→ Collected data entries
*-*-*

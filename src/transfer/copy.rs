// Copyright 2025 Lablup Inc. and Jeongkyu Shin
//
// Licensed under the Apache License, Version 2.0 (the "License");
// you may not use this file except in compliance with the License.
// You may obtain a copy of the License at
//
//     http://www.apache.org/licenses/LICENSE-2.0
//
// Unless required by applicable law or agreed to in writing, software
// distributed under the License is distributed on an "AS IS" BASIS,
// WITHOUT WARRANTIES OR CONDITIONS OF ANY KIND, either express or implied.
// See the License for the specific language governing permissions and
// limitations under the License.

//! Recursive local-to-remote replication over the session's SFTP
//! handle.

use std::path::{Path, PathBuf};
use std::time::Duration;

use crate::error::{Error, PrecheckError, Result};
use crate::ssh::session::Session;

use super::path::{posix_join, to_posix};
use super::plan::{transfer_plan, EntryKind, TransferPlan};

impl Session {
    /// Replicate a local file or directory tree onto the remote host.
    ///
    /// The destination is normalized to POSIX separators. The
    /// source/destination shapes are resolved first and unsupported
    /// combinations fail before any remote mutation; see
    /// [`transfer_plan`] for the table.
    ///
    /// Directory replication creates remote directories eagerly and is
    /// not atomic: a failure mid-walk aborts the remainder and leaves
    /// already-copied entries in place (at-least-once semantics).
    pub async fn copy(&self, source: impl AsRef<Path>, destination: &str) -> Result<()> {
        let source = source.as_ref();
        let destination = to_posix(destination);

        let source_kind = EntryKind::of_local(source);
        let destination_kind = self.remote_kind(&destination).await;
        let plan = transfer_plan(source, source_kind, &destination, destination_kind)?;

        tracing::info!(host = %self.host(), source = %source.display(), %destination,
            "copying to remote");

        match plan {
            TransferPlan::File { destination } => self.write_file(source, &destination).await,
            TransferPlan::Tree { root } => {
                if self.exists(&root).await && !self.is_dir(&root).await {
                    return Err(PrecheckError::DestinationConflict(root).into());
                }
                self.copy_tree(source, &root).await
            }
        }
    }

    /// Like [`copy`](Session::copy), with a bound on the whole
    /// transfer. On expiry the walk stops where it is; the partially
    /// populated destination is left in place.
    pub async fn copy_with_timeout(
        &self,
        source: impl AsRef<Path>,
        destination: &str,
        limit: Duration,
    ) -> Result<()> {
        match tokio::time::timeout(limit, self.copy(source, destination)).await {
            Ok(result) => result,
            Err(_) => Err(Error::TransferTimeout {
                host: self.host().to_string(),
                timeout: limit,
            }),
        }
    }

    async fn remote_kind(&self, path: &str) -> EntryKind {
        if self.is_dir(path).await {
            EntryKind::Directory
        } else if self.exists(path).await {
            EntryKind::File
        } else {
            EntryKind::Missing
        }
    }

    /// Walk the local subtree, mirroring directories and files under
    /// `root`. The walk is iterative (a stack of directory pairs) and
    /// aborts on the first error.
    async fn copy_tree(&self, source: &Path, root: &str) -> Result<()> {
        self.mkdir_all(root).await?;

        let mut stack: Vec<(PathBuf, String)> = vec![(source.to_path_buf(), root.to_string())];
        while let Some((local_dir, remote_dir)) = stack.pop() {
            let mut entries =
                tokio::fs::read_dir(&local_dir)
                    .await
                    .map_err(|e| Error::LocalRead {
                        path: local_dir.clone(),
                        source: e,
                    })?;

            while let Some(entry) = entries.next_entry().await.map_err(|e| Error::LocalRead {
                path: local_dir.clone(),
                source: e,
            })? {
                let local_path = entry.path();
                let remote_path = posix_join(&remote_dir, entry.file_name());

                let file_type = entry.file_type().await.map_err(|e| Error::LocalRead {
                    path: local_path.clone(),
                    source: e,
                })?;

                if file_type.is_dir() {
                    self.mkdir_all(&remote_path).await?;
                    stack.push((local_path, remote_path));
                } else if file_type.is_file() {
                    self.write_file(&local_path, &remote_path).await?;
                } else {
                    // Symlinks and special files are not replicated.
                    tracing::warn!(path = %local_path.display(), "skipping non-regular file");
                }
            }
        }
        Ok(())
    }
}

*-*-*

→ TASK REQUIREMENTS
Whenever a line above includes "Duration", copy it in full.

→ EXERCISE ANSWER
use std::time::Duration;
        limit: Duration,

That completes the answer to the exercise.